Miami Pre-Construction Sales Withstand Luxury Market Downturn

KeyCrew Media
Today at 3:33pm UTC

While Miami’s luxury resale market faces price declines, the pre-construction segment is showing notable resilience, highlighting a clear split in the market, according to local expert Sep Niakan. In a recent interview, Niakan discussed how new development sales are operating in a different environment from existing inventory.

“Luxury pre construction is doing fairly well, and then certain projects are just blowing it out of the water,” said Niakan, owner and broker of Blackbook Properties with 20 years of experience in Miami’s coastal luxury market. “The premium luxury and ultra luxury product is selling very well.”

While the luxury resale market has seen prices drop by up to 10% on an apples-to-apples basis, pre-construction projects are maintaining or even increasing prices, creating a rare market split.

Niakan explained that the resilience of Miami’s pre-construction market lies in its ability to offer products that stand apart from existing inventory. Unlike resale properties, these developments are defined by their uniqueness, buyers are drawn to the fact that what’s being offered simply can’t be found elsewhere in the current market. This exclusivity allows developers to maintain firm pricing, even as other sectors experience softening demand.

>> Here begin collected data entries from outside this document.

//! Cortex server binary — thin CLI shell over the [`cortex_server`] library crate.

use axum::{
    extract::State,
    response::IntoResponse,
    routing::{get, post},
    Json, Router,
};
use clap::{CommandFactory, Parser, Subcommand};
use dashmap::DashMap;
use std::path::PathBuf;
use std::sync::Arc;
use tracing::{debug, error, info};

use tower_http::cors::CorsLayer;
use tower_http::trace::TraceLayer;

use cortex_core::config::resolve_config_dir;
use cortex_core::Cortex;
use cortex_server::mcp::run_mcp;
use cortex_server::types::{McpAppContext, McpConfig, McpSession, ServerState};

// ---------------------------------------------------------------------------
// CLI definition (clap derive)
// ---------------------------------------------------------------------------

/// Cortex daemon — persistent agent memory over MCP (stdio and HTTP).
#[derive(Parser)]
#[command(name = "cortex-server", version, about, long_about = None)]
struct Cli {
    #[command(subcommand)]
    command: Option<Commands>,

    /// Config directory (default: CORTEX_CONFIG_DIR or the user config dir)
    #[arg(long)]
    config_dir: Option<PathBuf>,

    /// Run as MCP stdio server (for agent clients)
    #[arg(long)]
    mcp: bool,

    /// Comma-separated allowed Origin headers for the MCP HTTP transport
    #[arg(long)]
    allowed_origins: Option<String>,

    /// Bind to 0.0.0.0 instead of 127.0.0.1 (localhost)
    #[arg(long)]
    bind_all: bool,
}

#[derive(Subcommand)]
enum Commands {
    /// Initialize the Cortex config and scaffold the default store
    Init {
        /// Default store location (default: ~/.local/share/cortex/default)
        path: Option<PathBuf>,
    },
    /// Check the setup and diagnose issues
    Doctor,
    /// Generate shell completions
    Completions {
        /// Shell to generate completions for
        #[arg(value_enum)]
        shell: clap_complete::Shell,
    },
}

// ---------------------------------------------------------------------------
// Graceful shutdown signal
// ---------------------------------------------------------------------------

async fn shutdown_signal() {
    let ctrl_c = tokio::signal::ctrl_c();

    #[cfg(unix)]
    {
        let mut sigterm = tokio::signal::unix::signal(tokio::signal::unix::SignalKind::terminate())
            .expect("failed to register SIGTERM handler");
        tokio::select! {
            _ = ctrl_c => info!("Received SIGINT, shutting down..."),
            _ = sigterm.recv() => info!("Received SIGTERM, shutting down..."),
        }
    }

    #[cfg(not(unix))]
    {
        ctrl_c.await.expect("failed to listen for Ctrl+C");
        info!("Received Ctrl+C, shutting down...");
    }
}

// ---------------------------------------------------------------------------
// Health endpoint
// ---------------------------------------------------------------------------

async fn api_health(State(ctx): State<McpAppContext>) -> impl IntoResponse {
    Json(serde_json::json!({
        "status": "ok",
        "version": env!("CARGO_PKG_VERSION"),
        "stores": ctx.state.cortex.stores().len(),
        "sessions": ctx.sessions.len(),
    }))
}

// ---------------------------------------------------------------------------
// Entry point
// ---------------------------------------------------------------------------

#[tokio::main]
async fn main() {
    // Initialize structured logging
    tracing_subscriber::fmt()
        .with_env_filter(
            tracing_subscriber::EnvFilter::from_default_env()
                .add_directive("cortex=info".parse().unwrap()),
        )
        .with_target(false)
        .init();

    let cli = Cli::parse();

    // Resolve the config directory: flag > env > user config dir
    let env_dir = std::env::var("CORTEX_CONFIG_DIR").ok();
    let config_dir = resolve_config_dir(
        cli.config_dir.as_deref().and_then(|p| p.to_str()),
        env_dir.as_deref(),
    )
    .unwrap_or_else(|| {
        error!("Could not determine a config directory. Use --config-dir <path>");
        std::process::exit(5);
    });

    // Handle subcommands
    if let Some(command) = &cli.command {
        match command {
            Commands::Init { path } => {
                std::process::exit(cortex_server::init::run_init(&config_dir, path.clone()));
            }
            Commands::Doctor => {
                std::process::exit(cortex_server::init::run_doctor(&config_dir));
            }
            Commands::Completions { shell } => {
                clap_complete::generate(
                    *shell,
                    &mut Cli::command(),
                    "cortex-server",
                    &mut std::io::stdout(),
                );
                return;
            }
        }
    }

    // Load the composition root
    let cortex = match Cortex::from_config(&config_dir) {
        Ok(c) => c,
        Err(e) => {
            error!(config_dir = %config_dir.display(), error = %e, "Could not load config");
            eprintln!("  Run 'cortex-server init' to create a default config.");
            std::process::exit(5);
        }
    };
    info!(
        stores = cortex.stores().len(),
        default = cortex.settings().default_store.as_str(),
        "Loaded config"
    );

    let state = Arc::new(ServerState { cortex });

    if cli.mcp {
        run_mcp(state);
        return;
    }

    // ---------------------------------------------------------------------------
    // HTTP mode — MCP streamable transport plus health endpoint
    // ---------------------------------------------------------------------------

    // Bind address: 127.0.0.1 by default (MCP spec), --bind-all for 0.0.0.0
    let bind_addr = if cli.bind_all { "0.0.0.0" } else { "127.0.0.1" };

    let explicit_port: Option<u16> = std::env::var("PORT").ok().and_then(|p| p.parse().ok());

    let listener = if let Some(port) = explicit_port {
        tokio::net::TcpListener::bind(format!("{bind_addr}:{port}")).await.unwrap_or_else(|e| {
            error!(port = port, error = %e, "Could not bind to port");
            eprintln!("  PORT={port} was set explicitly. Choose a different port.");
            std::process::exit(1);
        })
    } else {
        // Auto-scan: try 8732..=8741
        const BASE: u16 = 8732;
        const RANGE: u16 = 10;
        let mut found = None;
        for port in BASE..BASE + RANGE {
            match tokio::net::TcpListener::bind(format!("{bind_addr}:{port}")).await {
                Ok(l) => {
                    found = Some(l);
                    break;
                }
                Err(_) => continue,
            }
        }
        found.unwrap_or_else(|| {
            error!(range_start = BASE, range_end = BASE + RANGE - 1, "No free port found");
            eprintln!("  Try: PORT=<port> cortex-server");
            std::process::exit(1);
        })
    };

    let port = listener.local_addr().unwrap().port();

    let cli_allowed_origins: Option<Vec<String>> =
        cli.allowed_origins.map(|s| s.split(',').map(|o| o.trim().to_string()).collect());

    let allowed_origins = cli_allowed_origins.unwrap_or_else(|| {
        vec![
            format!("http://localhost:{port}"),
            format!("http://127.0.0.1:{port}"),
            "http://localhost".to_string(),
            "http://127.0.0.1".to_string(),
            "null".to_string(),
        ]
    });

    let sessions: Arc<DashMap<String, McpSession>> = Arc::new(DashMap::new());
    let ctx = McpAppContext {
        state,
        sessions: sessions.clone(),
        config: Arc::new(McpConfig { allowed_origins }),
    };

    let app = Router::new()
        .route("/health", get(api_health))
        .route(
            "/mcp",
            post(cortex_server::mcp_http::handle_mcp_post)
                .delete(cortex_server::mcp_http::handle_mcp_delete)
                .get(cortex_server::mcp_http::handle_mcp_get),
        )
        .layer(axum::middleware::from_fn_with_state(
            ctx.clone(),
            cortex_server::mcp_http::validate_origin,
        ))
        .layer(TraceLayer::new_for_http())
        .layer(CorsLayer::permissive())
        .with_state(ctx);

    // Session cleanup: prune idle sessions every 5 minutes
    tokio::spawn(async move {
        let mut interval = tokio::time::interval(std::time::Duration::from_secs(300));
        loop {
            interval.tick().await;
            let cutoff = std::time::Instant::now() - std::time::Duration::from_secs(1800);
            let before = sessions.len();
            sessions.retain(|_, session| session.last_activity > cutoff);
            let pruned = before - sessions.len();
            if pruned > 0 {
                debug!(pruned = pruned, remaining = sessions.len(), "Pruned idle MCP sessions");
            }
        }
    });

    info!("MCP HTTP transport at /mcp");
    info!(port = port, "http://localhost:{port}");
    // Machine-readable line for scripts (not through tracing)
    eprintln!("CORTEX_PORT={port}");

    axum::serve(listener, app).with_graceful_shutdown(shutdown_signal()).await.unwrap();
}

He added that scarcity continues to drive premium valuations, particularly for high-demand layouts in luxury developments. Properties like corner units in top-tier projects appeal to buyers who value both rarity and immediacy. Beyond design and location, Niakan emphasized that innovation itself fuels this market segment, many of the products available in pre-construction don’t yet exist in the built environment, giving them a forward-looking appeal and preserving their value advantage over resale listings.

Standout Performance Examples

Niakan pointed to specific projects performing well: “You have the Mandarin Oriental and Brickell key. Mandarin Oriental residences Miami and Brickell key. That property is doing extraordinarily well. And it’s a combination of, it’s a tribute to its location, it’s a tribute to the team, it’s tribute to the name, the brand.”

These ultra-luxury developments are achieving starting prices of $3 million, $5 million, and $10 million, representing a substantial premium over existing inventory while maintaining strong sales.

Data Visibility Challenges

The pre-construction market operates mostly outside traditional data tracking systems. “I don’t have actual statistics of pre con sales that I could share with you, because those are actually all, let’s say 90, 98% of it is not on the MLS. It’s not publicly shared,” Niakan said.

This lack of public data means a significant portion of Miami’s luxury market activity is not visible to conventional analysis, which can lead to misunderstandings about the overall market.

Investment Implications

The split between pre-construction and resale markets creates different opportunities and risks for investors. While resale properties may offer room for negotiation in a buyer’s market, pre-construction provides access to unique offerings not available in the current inventory.

Strategic Considerations

For investors, this market split calls for tailored strategies based on investment goals. Those seeking immediate occupancy or established neighborhoods may benefit from pricing flexibility in resale markets, while investors prioritizing new amenities and locations may find value in pre-construction despite higher prices.

Future Outlook

The future of this divergence will likely depend on delivery timelines and whether the unique features that drive pre-construction premiums continue to provide value once projects are completed and enter the resale market.